Portrait of My Father, on the Death of His Brother – Poetry by Kathryn Muensterman

Rene Magritte – The musings of the solitary walker
Your pressed blue-gray jacket lies stiff on your bed
on a cloudless October morning.
Cracked-knuckled in a cracked mirror
you tie a perfect double Windsor.
                                                            Eternal rest
You smoke as you drive to the church,
eyes tired, humming to the Eagles and the engine.
Like Mary poised above, serene with daggered heart,
you will not cry today.
                                                            grant unto him
You’ll squeeze Mom’s hand once.
                                                            (When I go, just roll me down the hill.)

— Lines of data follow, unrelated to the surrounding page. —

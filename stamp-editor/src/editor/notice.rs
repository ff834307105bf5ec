// User-facing notifications produced by session operations.

use serde::Serialize;
use stamp_gallery::GalleryError;

use super::session::SessionError;

#[derive(Debug, Clone, Copy, PartialEq, Eq, Serialize)]
#[serde(rename_all = "snake_case")]
pub enum NoticeLevel {
    Success,
    Info,
    Warning,
    Error,
}

#[derive(Debug, Clone, PartialEq, Eq, Serialize)]
pub struct Notice {
    pub level: NoticeLevel,
    pub message: String,
}

impl Notice {
    pub fn new(level: NoticeLevel, message: impl Into<String>) -> Self {
        Self {
            level,
            message: message.into(),
        }
    }

    pub fn success(message: impl Into<String>) -> Self {
        Self::new(NoticeLevel::Success, message)
    }

    pub fn info(message: impl Into<String>) -> Self {
        Self::new(NoticeLevel::Info, message)
    }

    pub fn warning(message: impl Into<String>) -> Self {
        Self::new(NoticeLevel::Warning, message)
    }

    pub fn error(message: impl Into<String>) -> Self {
        Self::new(NoticeLevel::Error, message)
    }

    /// Message shown when an operation fails with `err`.
    pub fn from_error(err: &SessionError) -> Self {
        match err {
            SessionError::Gallery(GalleryError::EmptyName) => {
                Self::error("Please enter a stamp name")
            }
            SessionError::Gallery(GalleryError::Import(_)) => Self::error("Invalid stamp file"),
            SessionError::Gallery(GalleryError::NotFound { .. }) => {
                Self::error("That stamp is no longer in the gallery")
            }
            SessionError::EditsPending { .. } => {
                Self::warning("Wait for the current edit to finish")
            }
            other => Self::error(other.to_string()),
        }
    }
}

I have not called you since your birthday five weeks ago,
so I recall the last and first image I have of you:
grease-covered, sweating in wrinkled blue-gray button-down
on Franklin Street, noon in mid-July
                                                             O Lord,

in the shop where your father taught you and your brothers
to listen to engine hums and smoke, where the oldest did the paperwork
and answered the phones, like kids
huddled around an unexpected call.

You pat the hood of a blue-gray hearse.
                                                              (I’ll be riding in one of these soon.)
Your brother answers phones nearby.
                                                              and may perpetual light shine upon him.

About the Poet

Kathryn Muensterman is a native of Indiana and is currently pursuing a BA in English Literature at Washington and Lee University. She is the winner of a 2020 Academy of American Poets University Prize for her poem “Eschatology,” and her poetry has also appeared in Amethyst Review and Washington and Lee’s literary magazine, Ampersand.